A plugin for the Open Ephys GUI to estimate the phase of inputs within a specified passband in real time. Its primary purpose is to enable closed-loop stimulation, typically in combination with the Crossing Detector and either the Pulse Pal or an external stimulation system that receives ZeroMQ events (for example, the LabVIEW implementation here). It can also output the magnitude or imaginary component of the band-limited analytic signal instead of the phase. (The "PH+MAG" mode outputs both phase and magnitude, in separate channels.) Finally, the visualization tab or window can receive TTL events and display the delayed but precise phase of a specified input at the event onset samples in a rose plot. This allows real-time monitoring of stimulation accuracy.

The following article describes the algorithm used by the previous version of this plugin and the closed-loop stimulation pipeline as a whole:

Blackwood, E., Lo, M., Widge, A. S. (2018).
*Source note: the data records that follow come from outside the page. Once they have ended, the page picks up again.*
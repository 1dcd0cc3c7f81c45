//! URLGuard Core - Phishing classification with per-feature attribution
//!
//! Validates URL/page feature records, short-circuits trusted hosts, runs a
//! tree-ensemble classifier and explainer, and reassembles batch results in
//! input order. Transport-agnostic; the HTTP surface lives in the server.
#![recursion_limit = "256"]

pub mod constants;
pub mod logic;

#[cfg(test)]
mod fixtures;

pub use logic::analysis::{AnalysisError, AnalysisResult, Analyzer, BatchPlan};
pub use logic::explain::{AttributionMap, RankedAttribution};
pub use logic::features::{
    extract_features, parse_batch, parse_record, FeatureRecord, FeatureVector, FieldError, Loc,
    PageSnapshot,
};
pub use logic::model::{Classifier, Explainer, Label, ModelError, ModelHandle, ModelInfo, TreeEnsemble};
pub use logic::trust::TrustedDomains;
//! Logic Module - Classification pipeline
//!
//! - `features/` - record schema, validation, page extraction
//! - `trust` - trusted-domain filter
//! - `model/` - classifier / explainer seams and the tree ensemble
//! - `explain/` - attribution ranking
//! - `analysis/` - single-record and batch coordination

pub mod analysis;
pub mod explain;
pub mod features;
pub mod model;
pub mod trust;
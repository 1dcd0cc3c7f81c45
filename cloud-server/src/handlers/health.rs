//! Health check handler

use axum::{extract::State, Json};
use serde::Serialize;

use crate::AppState;

#[derive(Serialize)]
pub struct HealthResponse {
    status: &'static str,
    version: &'static str,
    core_version: &'static str,
    model_trees: usize,
    timestamp: i64,
}

pub async fn check(State(state): State<AppState>) -> Json<HealthResponse> {
    Json(HealthResponse {
        status: "healthy",
        version: env!("CARGO_PKG_VERSION"),
        core_version: urlguard_core::constants::CORE_VERSION,
        model_trees: state.analyzer.models().info().tree_count,
        timestamp: chrono::Utc::now().timestamp(),
    })
}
Continuous phase estimation for phase-locked neural stimulation using an autoregressive model for signal prediction. 40th International Conference of the IEEE Engineering in Medicine and Biology Society (EMBC), Honolulu, HI, 4736-4739.

If you are just using the plugin in your project, you can cite this version of the code using the DOI listed in the header of this file.

• You are on the cmake-gui branch, which uses a Hilbert transformer FIR filter - actually one of several, depending on the frequency band you are filtering to. This is more efficient than the original (published) algorithm since it doesn't require as much AR model-based prediction nor calculating an FFT on each step.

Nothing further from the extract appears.